## WORK ORDER
The answer is a number and only a number: how many lines of the data include the string "tracing"?

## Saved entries
Content starts
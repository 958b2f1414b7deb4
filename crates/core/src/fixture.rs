// SPDX-License-Identifier: BUSL-1.1
// Copyright (c) 2026 Alfred Jean LLC

//! Fixture contract for completion-tracking senders
//!
//! A fixture owns the expected total and observes completion. Senders read
//! the total on every call, so a fixture may raise it while sends are in flight.

use std::sync::atomic::{AtomicU64, Ordering};
use tokio::sync::Notify;

/// What a completion-tracking sender reads from and reports to
pub trait SendFixture: Send + Sync {
    /// Number of messages the run intends to send in total
    fn total_messages_to_send(&self) -> u64;

    /// Number of sends issued so far (diagnostic only)
    fn total_messages_sent(&self) -> u64;

    /// Called once the last expected send has completed
    fn completed(&self);
}

/// Fixture backed by atomics, with an awaitable completion signal
#[derive(Debug, Default)]
pub struct CountingFixture {
    to_send: AtomicU64,
    sent: AtomicU64,
    completions: AtomicU64,
    notify: Notify,
}

impl CountingFixture {
    pub fn new() -> Self {
        Self::default()
    }

    pub fn with_total(total: u64) -> Self {
        let fixture = Self::new();
        fixture.set_total_messages_to_send(total);
        fixture
    }

    pub fn set_total_messages_to_send(&self, total: u64) {
        self.to_send.store(total, Ordering::SeqCst);
    }

    /// Record that the harness issued one more send, returning the issued count
    pub fn record_sent(&self) -> u64 {
        self.sent.fetch_add(1, Ordering::SeqCst).wrapping_add(1)
    }

    /// Number of times `completed` has been called
    pub fn completions(&self) -> u64 {
        self.completions.load(Ordering::SeqCst)
    }

    pub fn is_completed(&self) -> bool {
        self.completions() > 0
    }

    /// Wait until at least one completion has been signalled
    pub async fn wait_completed(&self) {
        loop {
            // Registered before the check so a concurrent notify_waiters is not lost
            let notified = self.notify.notified();
            if self.is_completed() {
                return;
            }
            notified.await;
        }
    }
}

impl SendFixture for CountingFixture {
    fn total_messages_to_send(&self) -> u64 {
        self.to_send.load(Ordering::SeqCst)
    }

    fn total_messages_sent(&self) -> u64 {
        self.sent.load(Ordering::SeqCst)
    }

    fn completed(&self) {
        let completions = self.completions.fetch_add(1, Ordering::SeqCst).wrapping_add(1);
        if completions > 1 {
            tracing::warn!(completions, "completion signalled more than once");
        }
        self.notify.notify_waiters();
    }
}

#[cfg(test)]
#[path = "fixture_tests.rs"]
mod tests;
// SPDX-License-Identifier: BUSL-1.1
// Copyright (c) 2026 Alfred Jean LLC

//! Completion-tracking mock sender
//!
//! Every send sleeps for a simulated latency, then bumps a shared atomic
//! counter. The single call whose post-increment value equals the fixture's
//! expected total fires `SendFixture::completed`. Post-increment values are
//! unique, so no extra "already notified" flag is needed.

use super::{MessageSender, SenderError};
use async_trait::async_trait;
use gw_core::{LatencySimulator, SendFixture, SenderConfig};
use std::marker::PhantomData;
use std::sync::atomic::{AtomicU64, Ordering};
use std::sync::Arc;

/// Progress of a mock sender towards the fixture's expected total
#[derive(Debug, Clone, Copy, PartialEq, Eq)]
pub enum SenderState {
    /// No sends processed yet
    Idle,
    /// Sends processed, expected total not reached
    Accumulating,
    /// Completion has fired. Later sends are counted but never fire again.
    Completed,
}

/// Mock sender that discards payloads and reports completion to a fixture.
///
/// Clones share the same counter and fixture.
pub struct MockSender<T, F> {
    fixture: Arc<F>,
    latency: Arc<LatencySimulator>,
    sent: Arc<AtomicU64>,
    /// Counter value at which completion fired, 0 if it has not
    completed_at: Arc<AtomicU64>,
    _message: PhantomData<fn(T)>,
}

impl<T, F: SendFixture> MockSender<T, F> {
    pub fn new(fixture: Arc<F>, latency: LatencySimulator) -> Self {
        Self {
            fixture,
            latency: Arc::new(latency),
            sent: Arc::new(AtomicU64::new(0)),
            completed_at: Arc::new(AtomicU64::new(0)),
            _message: PhantomData,
        }
    }

    pub fn from_config(fixture: Arc<F>, config: &SenderConfig) -> Self {
        Self::new(fixture, LatencySimulator::new(&config.latency))
    }

    pub fn fixture(&self) -> &Arc<F> {
        &self.fixture
    }

    /// Number of sends processed so far
    pub fn sent(&self) -> u64 {
        self.sent.load(Ordering::SeqCst)
    }

    /// Counter value whose send fired completion
    pub fn completed_at(&self) -> Option<u64> {
        match self.completed_at.load(Ordering::SeqCst) {
            0 => None,
            at => Some(at),
        }
    }

    pub fn state(&self) -> SenderState {
        if self.completed_at().is_some() {
            SenderState::Completed
        } else if self.sent() == 0 {
            SenderState::Idle
        } else {
            SenderState::Accumulating
        }
    }

    /// Perform one simulated send and return its post-increment counter value
    pub async fn send_counted(&self) -> u64 {
        self.latency.pause().await;

        let sent = self.sent.fetch_add(1, Ordering::SeqCst).wrapping_add(1);
        let expected = self.fixture.total_messages_to_send();
        tracing::trace!(
            sent,
            expected,
            issued = self.fixture.total_messages_sent(),
            "mock send"
        );

        // A zero total means the fixture has not decided yet
        if expected >= 1 && sent == expected {
            self.completed_at.store(sent, Ordering::SeqCst);
            tracing::info!(sent, "all expected messages sent");
            self.fixture.completed();
        }

        sent
    }
}

impl<T, F> Clone for MockSender<T, F> {
    fn clone(&self) -> Self {
        Self {
            fixture: Arc::clone(&self.fixture),
            latency: Arc::clone(&self.latency),
            sent: Arc::clone(&self.sent),
            completed_at: Arc::clone(&self.completed_at),
            _message: PhantomData,
        }
    }
}

#[async_trait]
impl<T, F> MessageSender for MockSender<T, F>
where
    T: Send + 'static,
    F: SendFixture + 'static,
{
    type Message = T;

    async fn send_message(&self, _data: T) -> Result<(), SenderError> {
        self.send_counted().await;
        Ok(())
    }

    async fn send_serialized(&self, json_data: &str) -> Result<(), SenderError> {
        tracing::warn!(
            json_len = json_data.len(),
            "serialized send is not supported by the mock sender"
        );
        Err(SenderError::UnsupportedOperation("send_serialized"))
    }

    fn close(&self) {}
}

#[cfg(test)]
#[path = "mock_tests.rs"]
mod tests;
Content ends
## WRITTEN RESPONSE
4